Durante unos segundos hubo un pequeño desfasaje, y las cosas se vieron como un negativo puesto sobre un positivo, en relieve, ligeramente corridas; y tuve la certeza de lo precario de mi estado. En efecto: lentamente se fue desvaneciendo esta percepción y me encontré con mi visión habitual, mucho más pobre. Me pregunto si este yo consciente que ahora se encuentra aquí en la esquina es el del sueño o el de la vigilia; y es una pregunta que no puedo contestar. Lo único cierto es que ahora vivo una sola acción, única. No tengo ya el sombrero ni los lentes que me había dado Sonia; conservo el saco. Hago un esfuerzo y trato de volver a espiar hacia el otro actor de mis acciones, fuese uno u otro, y no hallé nada: nada más que el mundo exterior corriente que me rodea.

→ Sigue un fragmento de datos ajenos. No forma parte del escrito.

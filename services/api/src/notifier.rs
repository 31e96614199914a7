//! Notification relay: best-effort event fan-out to connected clients
//!
//! Handlers call [`Notifier::notify`] after a mutation has committed; the
//! relay never fails the triggering operation. Delivery runs over a single
//! broadcast channel with per-connection audience filtering on the
//! WebSocket side. Clients that fall behind miss events rather than
//! applying backpressure.

use axum::{
    extract::{
        Query, State, WebSocketUpgrade,
        ws::{Message, WebSocket},
    },
    response::Response,
};
use futures::{SinkExt, stream::StreamExt};
use serde::{Deserialize, Serialize};
use tokio::sync::broadcast;
use tracing::{debug, warn};
use uuid::Uuid;

use crate::error::ApiResult;
use crate::state::AppState;

/// Kinds of state-transition events the core emits
#[derive(Debug, Clone, Copy, PartialEq, Eq, Serialize)]
#[serde(rename_all = "snake_case")]
pub enum EventKind {
    RideCreated,
    RideCompleted,
    RideCancelled,
    RequestCreated,
    RequestAccepted,
    RequestRejected,
    RequestCancelled,
}

/// Who should receive an event
#[derive(Debug, Clone, Copy, PartialEq, Eq)]
pub enum Audience {
    /// Every connected user except the given one (typically the actor)
    AllExcept(Uuid),
    /// A single user
    User(Uuid),
}

impl Audience {
    /// Whether a connected user should receive this event.
    pub fn includes(&self, user_id: Uuid) -> bool {
        match self {
            Audience::AllExcept(excluded) => *excluded != user_id,
            Audience::User(target) => *target == user_id,
        }
    }
}

/// One event on the wire
#[derive(Debug, Clone)]
pub struct Notification {
    pub kind: EventKind,
    pub audience: Audience,
    pub payload: serde_json::Value,
}

/// Broadcast fan-out for state-transition events
#[derive(Clone)]
pub struct Notifier {
    tx: broadcast::Sender<Notification>,
}

impl Notifier {
    /// Create a new notifier
    pub fn new() -> Self {
        let (tx, _) = broadcast::channel(1024);
        Self { tx }
    }

    /// Publish an event. Failures are logged and swallowed; the caller's
    /// mutation has already committed and must not be affected.
    pub fn notify(&self, kind: EventKind, audience: Audience, payload: impl Serialize) {
        let payload = match serde_json::to_value(payload) {
            Ok(value) => value,
            Err(e) => {
                warn!("Failed to serialize {:?} payload: {}", kind, e);
                return;
            }
        };

        // An Err here only means no client is connected.
        let _ = self.tx.send(Notification {
            kind,
            audience,
            payload,
        });
    }

    /// Subscribe to the event stream
    pub fn subscribe(&self) -> broadcast::Receiver<Notification> {
        self.tx.subscribe()
    }
}

impl Default for Notifier {
    fn default() -> Self {
        Self::new()
    }
}

/// Query parameters for the WebSocket upgrade.
///
/// Browsers cannot set headers on a WebSocket handshake, so the access
/// token rides in the query string instead of `Authorization`.
#[derive(Debug, Deserialize)]
pub struct WsParams {
    pub token: String,
}

/// WebSocket endpoint: authenticate, upgrade, then forward the events
/// whose audience includes the connected user.
pub async fn ws_handler(
    State(state): State<AppState>,
    Query(params): Query<WsParams>,
    ws: WebSocketUpgrade,
) -> ApiResult<Response> {
    let claims = state.verifier.verify_access(&params.token)?;
    let rx = state.notifier.subscribe();

    Ok(ws.on_upgrade(move |socket| handle_socket(socket, claims.sub, rx)))
}

async fn handle_socket(
    socket: WebSocket,
    user_id: Uuid,
    mut rx: broadcast::Receiver<Notification>,
) {
    debug!("WebSocket connected for user {}", user_id);
    let (mut sender, mut receiver) = socket.split();

    loop {
        tokio::select! {
            event = rx.recv() => match event {
                Ok(notification) if notification.audience.includes(user_id) => {
                    let frame = serde_json::json!({
                        "event": notification.kind,
                        "payload": notification.payload,
                    });
                    let text = match serde_json::to_string(&frame) {
                        Ok(text) => text,
                        Err(e) => {
                            warn!("Failed to serialize event frame: {}", e);
                            continue;
                        }
                    };
                    if sender.send(Message::Text(text)).await.is_err() {
                        break;
                    }
                }
                Ok(_) => continue,
                Err(broadcast::error::RecvError::Lagged(missed)) => {
                    warn!("WebSocket for user {} lagged, {} events dropped", user_id, missed);
                    continue;
                }
                Err(broadcast::error::RecvError::Closed) => break,
            },
            incoming = receiver.next() => match incoming {
                Some(Ok(Message::Close(_))) | Some(Err(_)) | None => break,
                // Inbound frames are ignored; the socket is push-only.
                Some(Ok(_)) => continue,
            },
        }
    }

    debug!("WebSocket closed for user {}", user_id);
}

Eché a andar por una calle perpendicular a la plaza, que no es la misma rué Ste. Madelaine por la cual había accedido a ella, ya que las vueltas dadas en la plaza me habían cambiado totalmente la dirección. Es un barrio distinto, residencial, muy tranquilo surcado de callecitas cortas y curvas. Las casas eran más bien altas, construidas sobre montículos de césped, y por lo general tenían dos o tres pisos y rejas o amplios portones a la entrada. El recorrido se fue haciendo complejo; de pronto la calle terminaba en una escalera retorcida que llevaba a otra calle, muy alta, donde las casas se apilaban como al azar o parecían construidas con cubos infantiles; y otras escaleras y otras calles, abajo, curvas o en zig-zag. Después de mucho andar desemboqué en un gran bulevar; allí reconocí el París de las postales, y me encontré de pronto frente al Louvre -sorpresivamente custodiado por una docena de soldados con ametralladoras, que me quitaron toda idea de intentar recorrerlo-, y más allá el Arco de Triunfo, y, torciendo hacia la izquierda, el Sena. Y junto al Sena el centro comercial, las tiendas, los teatros, las librerías, los clubs nocturnos, todo el París tradicional que hasta ese momento no había visto; me produjo una excitación especial encontrarme allí, me pareció que recién llegaba del largo viaje, que recién me encontraba donde quería encontrarme, que todo lo anterior nada tenía que ver con París ni con los motivos del viaje.